Nascida no concelho de Leiria, em 1979, Carla Pais gosta de regressar à sua aldeia e sentar-se de manhã na esplanada do café a ver se os comportamentos mudaram. Mas a passagem dos anos só lhe tem confirmado uma certa tendência para a imobilidade dos meios rurais. O homem, por norma, vai sempre à frente, a mulher é relegada para um papel secundário, e pais e filhos vivem muitas vezes em vidas paralelas. Desse material violento e visceral, duro e real, faz a matéria dos seus romances. Depois de Mea Culpa, lança agora Um Cão Deitado à Fossa, título que encontra no verso de Herberto Helder a melhor descrição do seu personagem principal, Urbano, homem desfeito por uma família desfeita que não evitará destruir a que ele próprio criou na idade adulta.
Jornal de Letras: Diz que Um Cão Deitado à Fossa é para quem gosta de romances com muitos invernos dentro. O que é um livro com invernos dentro?
Carla Pais: É um livro que de certa forma vai mexer com todos os sentimentos mais perigosos que temos dentro de nós, com tudo o que nos pode fazer mal, na medida em que nos obriga a pensar em coisas que vemos diariamente mas não queremos ver. O facto de as ler num romance pode quebrar essa vontade, muitas vezes inconsciente, de ignorar.
Este romance, como o anterior, Mea Culpa, não evita a dureza da vida, as suas feridas e violências…

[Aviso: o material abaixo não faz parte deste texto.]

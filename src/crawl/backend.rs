// Copyright (c) 2025 Fabstir
// SPDX-License-Identifier: BUSL-1.1
//! Fetch backend trait

use async_trait::async_trait;
use tokio_util::sync::CancellationToken;

use super::types::{FetchError, RawPage};

/// A single strategy for retrieving raw content for a URL
///
/// Backends are stored in an ordered list by the crawl engine; their
/// position in that list is their fallback level. Implementations must stop
/// work and release resources promptly once `cancel` fires. The engine fires
/// it when the caller cancels or the attempt times out, then keeps polling
/// the call for a short grace period so teardown can complete.
#[async_trait]
pub trait FetchBackend: Send + Sync {
    /// Fetch a URL, reporting failures through the uniform [`FetchError`]
    async fn fetch(&self, url: &str, cancel: &CancellationToken) -> Result<RawPage, FetchError>;

    /// Get backend name (e.g., "http", "browser", "jina")
    fn name(&self) -> &'static str;

    /// Check if the backend can run in this build and environment
    ///
    /// Unavailable backends keep their level but are skipped with an
    /// `Unavailable` failure instead of being called.
    fn is_available(&self) -> bool {
        true
    }
}
// Copyright (c) 2025 Fabstir
// SPDX-License-Identifier: BUSL-1.1
//! Level 1 backend: render the page in a headless browser
//!
//! Requires the `browser` feature. Without it the backend reports itself as
//! unavailable and the engine records the level as failed without calling it.

use async_trait::async_trait;
use std::time::Duration;
use tokio_util::sync::CancellationToken;

use super::backend::FetchBackend;
use super::types::{FetchError, RawPage};

/// Time to let client-side scripts populate the page after navigation
const SETTLE_DELAY: Duration = Duration::from_millis(1500);

/// Headless Chromium fetcher
pub struct BrowserFetcher {
    settle_delay: Duration,
}

impl BrowserFetcher {
    pub fn new() -> Self {
        Self {
            settle_delay: SETTLE_DELAY,
        }
    }

    /// Override how long to wait for dynamic content after navigation
    pub fn with_settle_delay(mut self, delay: Duration) -> Self {
        self.settle_delay = delay;
        self
    }
}

impl Default for BrowserFetcher {
    fn default() -> Self {
        Self::new()
    }
}

#[async_trait]
impl FetchBackend for BrowserFetcher {
    async fn fetch(&self, url: &str, cancel: &CancellationToken) -> Result<RawPage, FetchError> {
        #[cfg(feature = "browser")]
        {
            headless::render(url, self.settle_delay, cancel).await
        }

        #[cfg(not(feature = "browser"))]
        {
            let _ = (cancel, self.settle_delay);
            Err(FetchError::Unavailable(format!(
                "{} backend requires the `browser` feature ({})",
                self.name(),
                url
            )))
        }
    }

    fn name(&self) -> &'static str {
        "browser"
    }

    fn is_available(&self) -> bool {
        cfg!(feature = "browser")
    }
}

#[cfg(feature = "browser")]
mod headless {
    use chromiumoxide::browser::{Browser, BrowserConfig};
    use futures::StreamExt;
    use std::time::Duration;
    use tokio_util::sync::CancellationToken;
    use tracing::{debug, warn};

    use super::super::http::BROWSER_USER_AGENT;
    use super::super::quality::is_bad_content;
    use super::super::types::{FetchError, PayloadFormat, RawPage};

    pub(super) async fn render(
        url: &str,
        settle_delay: Duration,
        cancel: &CancellationToken,
    ) -> Result<RawPage, FetchError> {
        let user_agent = format!("--user-agent={}", BROWSER_USER_AGENT);
        let config = BrowserConfig::builder()
            .args([
                "--disable-blink-features=AutomationControlled",
                "--disable-dev-shm-usage",
                "--disable-gpu",
                "--no-sandbox",
                "--no-first-run",
                user_agent.as_str(),
            ])
            .build()
            .map_err(|e| FetchError::Unavailable(format!("browser config: {}", e)))?;

        let (mut browser, mut handler) = Browser::launch(config)
            .await
            .map_err(|e| FetchError::Unavailable(format!("browser launch: {}", e)))?;

        let handle = tokio::spawn(async move { while handler.next().await.is_some() {} });
        debug!("Browser launched for {}", url);

        let navigation = async {
            let page = browser
                .new_page(url)
                .await
                .map_err(|e| FetchError::Transport(format!("browser navigation: {}", e)))?;
            page.wait_for_navigation()
                .await
                .map_err(|e| FetchError::Transport(format!("browser navigation: {}", e)))?;

            tokio::time::sleep(settle_delay).await;
            page.evaluate("window.scrollTo(0, document.body.scrollHeight)")
                .await
                .ok();
            tokio::time::sleep(settle_delay / 2).await;

            let html = page
                .content()
                .await
                .map_err(|e| FetchError::Transport(format!("browser content: {}", e)))?;
            page.close().await.ok();
            Ok::<String, FetchError>(html)
        };

        let outcome = tokio::select! {
            biased;
            _ = cancel.cancelled() => Err(FetchError::Cancelled(url.to_string())),
            html = navigation => html,
        };

        // The browser process is torn down on every path, including cancellation
        if let Err(e) = browser.close().await {
            warn!("Browser close failed: {}", e);
        }
        browser.wait().await.ok();
        handle.abort();

        let html = outcome?;
        if html.trim().is_empty() {
            return Err(FetchError::EmptyPayload(url.to_string()));
        }
        if is_bad_content(&html, 200) {
            return Err(FetchError::BadContent(url.to_string()));
        }

        Ok(RawPage {
            url: url.to_string(),
            status: 200,
            content_type: Some("text/html".to_string()),
            format: PayloadFormat::Html,
            body: html,
        })
    }
}
// Copyright (c) 2025 Fabstir
// SPDX-License-Identifier: BUSL-1.1
//! Char-boundary safe string helpers
//!
//! Every budget in this crate counts Unicode scalar values, not bytes.

/// Number of chars in a string
pub fn char_len(text: &str) -> usize {
    text.chars().count()
}

/// Byte offset of the char at `char_index`, or `text.len()` past the end
pub fn byte_offset(text: &str, char_index: usize) -> usize {
    text.char_indices()
        .nth(char_index)
        .map(|(i, _)| i)
        .unwrap_or(text.len())
}

/// First `max_chars` chars of a string
pub fn truncate_chars(text: &str, max_chars: usize) -> &str {
    &text[..byte_offset(text, max_chars)]
}

/// Last `max_chars` chars of a string
pub fn tail_chars(text: &str, max_chars: usize) -> &str {
    let len = char_len(text);
    if len <= max_chars {
        return text;
    }
    &text[byte_offset(text, len - max_chars)..]
}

Talvez seja intencional. Cresci numa aldeia, um espaço muito fechado que configura quase uma comunidade virada sobre si própria, moldada e agitada por todas as histórias que se passam dentro dela. E as vidas que aí se vivem são muito singulares. Atualmente, é espantoso verificar que essas aldeias continuam com os mesmos comportamentos que tinham há 20 ou 30 anos. Mesmo pessoas da minha geração, que até foram viver para cidades, mantêm os traços de uma educação machista, que vem do tempo da ditadura e da religião. Nessa perspetiva, o homem tem um papel de poder e a mulher de submissão.
A distância física desse universo em que cresceu — vive hoje em Paris — deu-lhe uma nova perspetiva?
Sim. Por estar fora há 10 anos, consigo ver com clareza e nitidez o que era impossível identificar quando vivia num desses meios rurais. Isto embora tenha casado nova e ter ido logo viver para uma cidade. Essa olhar também mudou em relação a episódios que se passaram na minha infância.
Dessa vivência devem sobrar muitas histórias. Como é que depois acabam num romance?
Numa aldeia há sempre personagens pilares, figuras que se destacam na comunidade. Mas não faltam personagens secundárias, com todas as suas histórias. Há muito por onde escolher. Este livro, no entanto, surgiu de uma forma muito particular. Fui ver um jogo de badminton do meu filho e de repente apareceu-me a imagem de um velho de barbas e mãos grossas deitado na cama. Pela janela entrava uma claridade que percebi ser fria, o que me levou para um inverno. Senti que estava qualquer coisa prestes a acontecer… E com isto tudo perdi o jogo do meu filho… Nessa altura, andava a ler um livro do Herberto Helder, A Morte sem Mestre, e ao deparar-me com os versos “e eu que me esqueci de cultivar: família, inocência, delicadeza,/ vou morrer como um cão deitado à fossa!” percebo imediatamente o destino desta personagem, do Urbano.
O que a interessou no tema do arrependimento tardio?
Urbano é um homem rejeitado ao longo de toda a vida em benefício do irmão que é deficiente, numa família completamente disfuncional nos afetos. Mas esse Urbano, que poderia ter aprendido alguma coisa com o seu sofrimento, acaba por cometer os mesmos erros com os seus filhos. Situações como esta acontecem muito nas aldeias, como se pais e filhos vivessem vidas paralelas. Apetece-me dizer: não façam o mesmo, cortem com o passado.